Difference Storage

Posted on February 1, 2025 by Status — Leave a comment

A green line of original data, and a yellow line of the differences

Say you want to get the differences of an array of numbers, but also want to be able to restore it back to its original form.

For that, you just need to keep the starting value, and then all the differences.

[7, 8, 9, 10, 11, 12] -> [7, 1, 1, 1, 1, 1]
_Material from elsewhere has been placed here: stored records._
//! Command definitions and implementations.
//!
//! Each command is defined in its own module with:
//! - `mod.rs`: the command struct with clap attributes for CLI parsing
//! - `execute.rs`: the result type and the [`Execute`] implementation
//! - `output.rs`: table formatting of the result
//!
//! Commands run against a [`Context`] holding the loaded records and the
//! relationship overrides. The schema is composed from the context on demand,
//! so mutations made by one command are visible to schema-derived lookups.

mod count;
mod get;
mod list;
mod related;
mod resolve;
mod schema;

pub use count::CountCmd;
pub use get::GetCmd;
pub use list::ListCmd;
pub use related::RelatedCmd;
pub use resolve::ResolveCmd;
pub use schema::SchemaCmd;

use clap::{Args, Subcommand};
use enum_dispatch::enum_dispatch;
use std::error::Error;
use thiserror::Error;

use db::schema::{RootField, RootOperation};
use db::{compose_schema, Arguments, OverrideConfig, QueryError, RecordStore, SchemaError, SchemaGraph};

use crate::output::{OutputFormat, Outputable};

#[derive(Error, Debug)]
pub enum CommandError {
    #[error("Invalid JSON for {option}: {message}")]
    InvalidJson { option: String, message: String },

    #[error("{option} must be a JSON object")]
    NotAnObject { option: String },

    #[error("No record with id '{id}' in collection '{collection}'")]
    RecordNotFound { collection: String, id: String },

    #[error("Field '{field}' of type '{type_name}' is not a relationship")]
    NotARelationship { type_name: String, field: String },
}

/// Loaded records and relationship overrides shared by all commands.
#[derive(Debug, Clone, Default)]
pub struct Context {
    pub store: RecordStore,
    pub overrides: OverrideConfig,
}

impl Context {
    pub fn new(store: RecordStore, overrides: OverrideConfig) -> Self {
        Self { store, overrides }
    }

    /// Compose the schema of the current records.
    pub fn schema(&self) -> Result<SchemaGraph, SchemaError> {
        compose_schema(&self.store, &self.overrides)
    }
}

/// Trait for executing commands with command-specific result types.
pub trait Execute {
    type Output: Outputable;

    fn execute(self, context: &mut Context) -> Result<Self::Output, Box<dyn Error>>;
}

/// Trait for running a command and formatting its result.
#[enum_dispatch]
pub trait CommandRunner {
    fn run(self, context: &mut Context, format: OutputFormat) -> Result<String, Box<dyn Error>>;
}

#[derive(Subcommand, Debug)]
#[enum_dispatch(CommandRunner)]
pub enum Command {
    /// Print the schema inferred from the data
    Schema(SchemaCmd),

    /// Show one record by id
    Get(GetCmd),

    /// List records with filtering, sorting and pagination
    List(ListCmd),

    /// Count records matching a filter
    Count(CountCmd),

    /// Follow a relationship field from one record
    Related(RelatedCmd),

    /// Invoke a root query or mutation field by name
    Resolve(ResolveCmd),
}

/// Paging and filter options shared by the listing commands
#[derive(Args, Debug, Clone, Default, PartialEq)]
pub struct WindowArgs {
    /// Zero-based page number
    #[arg(long)]
    pub page: Option<i64>,

    /// Records per page (25 when only --page is given; ignored without --page)
    #[arg(long)]
    pub per_page: Option<i64>,

    /// Filter as a JSON object, e.g. '{"q": "lorem", "views_gte": 100}'
    #[arg(short, long)]
    pub filter: Option<String>,
}

impl WindowArgs {
    /// Field arguments for the paging and filter options that were given.
    pub fn to_arguments(&self) -> Result<Arguments, CommandError> {
        let mut args = Arguments::new();
        if let Some(page) = self.page {
            args.insert("page".to_string(), page.into());
        }
        if let Some(per_page) = self.per_page {
            args.insert("perPage".to_string(), per_page.into());
        }
        if self.filter.is_some() {
            let filter = parse_json_object("--filter", self.filter.as_deref())?;
            args.insert("filter".to_string(), serde_json::Value::Object(filter));
        }
        Ok(args)
    }
}

/// Parse an optional JSON object given on the command line.
pub fn parse_json_object(option: &str, raw: Option<&str>) -> Result<Arguments, CommandError> {
    let Some(raw) = raw else {
        return Ok(Arguments::new());
    };
    let value: serde_json::Value =
        serde_json::from_str(raw).map_err(|e| CommandError::InvalidJson {
            option: option.to_string(),
            message: e.to_string(),
        })?;
    match value {
        serde_json::Value::Object(map) => Ok(map),
        _ => Err(CommandError::NotAnObject {
            option: option.to_string(),
        }),
    }
}

/// Root field performing `operation` on `collection`.
pub fn root_field<'g>(
    graph: &'g SchemaGraph,
    collection: &str,
    operation: RootOperation,
) -> Result<&'g RootField, QueryError> {
    graph
        .root_field(collection, operation)
        .ok_or_else(|| QueryError::UnknownCollection {
            collection: collection.to_string(),
        })
}
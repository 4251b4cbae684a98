mod execute;
mod output;

use std::error::Error;

use clap::Args;

use crate::commands::{CommandRunner, Context, Execute};
use crate::output::{OutputFormat, Outputable};

/// Follow a relationship field from one record
#[derive(Args, Debug)]
#[command(after_help = "\
Examples:
  json_graph related posts 1 User                    # Author of post 1
  json_graph related posts 1 Comments                # Comments on post 1
  json_graph related users 123 Posts -f '{\"q\": \"lorem\"}'
  json_graph related posts 1 Fans --config rels.json # Many-to-many via overrides")]
pub struct RelatedCmd {
    /// Collection key of the starting record (e.g., posts)
    pub collection: String,

    /// Id of the starting record
    pub id: String,

    /// Relationship field as named in the schema (e.g., Comments)
    pub field: String,

    /// Filter the related records, as a JSON object
    #[arg(short, long)]
    pub filter: Option<String>,
}

impl CommandRunner for RelatedCmd {
    fn run(self, context: &mut Context, format: OutputFormat) -> Result<String, Box<dyn Error>> {
        let result = self.execute(context)?;
        Ok(result.format(format))
    }
}
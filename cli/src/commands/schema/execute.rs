use std::error::Error;

use serde::Serialize;

use db::schema::{Cardinality, ObjectType, RelationshipInfo};

use super::SchemaCmd;
use crate::commands::{Context, Execute};

/// A field of an object type
#[derive(Debug, Clone, Serialize)]
pub struct FieldSummary {
    pub name: String,
    #[serde(rename = "type")]
    pub type_name: String,
}

/// An object type and the collection backing it
#[derive(Debug, Clone, Serialize)]
pub struct TypeSummary {
    pub name: String,
    pub collection: String,
    pub fields: Vec<FieldSummary>,
}

impl From<&ObjectType> for TypeSummary {
    fn from(object: &ObjectType) -> Self {
        TypeSummary {
            name: object.name.clone(),
            collection: object.collection.clone(),
            fields: object
                .fields
                .values()
                .map(|field| FieldSummary {
                    name: field.name.clone(),
                    type_name: field.ty.to_string(),
                })
                .collect(),
        }
    }
}

/// A relationship between two collections
#[derive(Debug, Clone, Serialize)]
pub struct EdgeSummary {
    pub source: String,
    pub source_field: String,
    pub target: String,
    pub cardinality: String,
    pub field: String,
    pub foreign_field: String,
}

impl From<&RelationshipInfo> for EdgeSummary {
    fn from(edge: &RelationshipInfo) -> Self {
        EdgeSummary {
            source: edge.source_type.clone(),
            source_field: edge.source_field.clone(),
            target: edge.target_type.clone(),
            cardinality: cardinality_label(edge.cardinality).to_string(),
            field: edge.field.clone(),
            foreign_field: edge.foreign_field.clone(),
        }
    }
}

pub(crate) fn cardinality_label(cardinality: Cardinality) -> &'static str {
    match cardinality {
        Cardinality::ManyToOne => "many-to-one",
        Cardinality::OneToMany => "one-to-many",
        Cardinality::ManyToMany => "many-to-many",
    }
}

/// Result of the schema command execution
#[derive(Debug, Default, Serialize)]
pub struct SchemaResult {
    pub sdl: String,
    pub types: Vec<TypeSummary>,
    pub relationships: Vec<EdgeSummary>,
    #[serde(skip)]
    pub relationships_only: bool,
}

impl Execute for SchemaCmd {
    type Output = SchemaResult;

    fn execute(self, context: &mut Context) -> Result<Self::Output, Box<dyn Error>> {
        let graph = context.schema()?;
        Ok(SchemaResult {
            sdl: graph.to_sdl(),
            types: graph.types().map(TypeSummary::from).collect(),
            relationships: graph
                .relationships()
                .edges()
                .iter()
                .map(EdgeSummary::from)
                .collect(),
            relationships_only: self.relationships,
        })
    }
}
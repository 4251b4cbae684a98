//! Output formatting for resolve command results.

use db::Resolved;

use super::execute::ResolveResult;
use crate::output::{format_record, format_records, format_value, Outputable};

impl Outputable for ResolveResult {
    fn to_table(&self) -> String {
        match &self.result {
            Resolved::Null => format!("{}: null", self.field),
            Resolved::Value(value) => format!("{}: {}", self.field, format_value(value)),
            Resolved::Boolean(b) => format!("{}: {}", self.field, b),
            Resolved::Meta { count } => format!("{}: count {}", self.field, count),
            Resolved::Record(record) => {
                let mut lines = vec![format!("{}:", self.field)];
                lines.extend(format_record(record));
                lines.join("\n")
            }
            Resolved::Records(records) => {
                let mut lines = vec![format!("{} ({}):", self.field, records.len()), String::new()];
                lines.extend(format_records(records));
                lines.join("\n")
            }
        }
    }
}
But why would you want to do that? It turns out for certain kinds of data, this method can store it very compactly (when used in conjunction with certain compression methods). For instance, say you have 14 days of atmospheric pressure data sampled once a second (1209600 samples), stored as floats (np.float32; would be 4.6 MB uncompressed)

Original:
  raw :	   4838400 (   4.614 MB)
  bz2 :	   3212459 (   3.064 MB)	0.464s
  gzip:	   1656078 (   1.579 MB)	0.354s
  lzma:	    956216 ( 933.805 kB)	1.106s
  zlib:	   1656066 (   1.579 MB)	0.326s

Difference:
  raw :	   4838400 (   4.614 MB)
  bz2 :	    632568 ( 617.742 kB)	0.225s
  gzip:	    879766 ( 859.146 kB)	4.625s
  lzma:	    645404 ( 630.277 kB)	3.750s
  zlib:	    962619 ( 940.058 kB)	0.288s

So by taking the differences and compressing those with bz2, you can get it packed down pretty far. But to get this point, one first needs to write both the difference and restoring functions:

import numpy as np

def sdif_v1(arr):
    "like np.diff but keeps the starting value"
    return np.concatenate(([arr[0]], np.diff(arr)))

def ssum_v1(arr):
    "opposite of sdif"
    return np.cumsum(arr)

There, done and done!
But wait, what’s that you have in your data?

>>> pressure
array([1001.19 , 1001.18 ,      nan, 1001.179, 1001.178, 1001.182],
      dtype=float32)

Oh no, that’s a NaN! that means restoring the data is impossible!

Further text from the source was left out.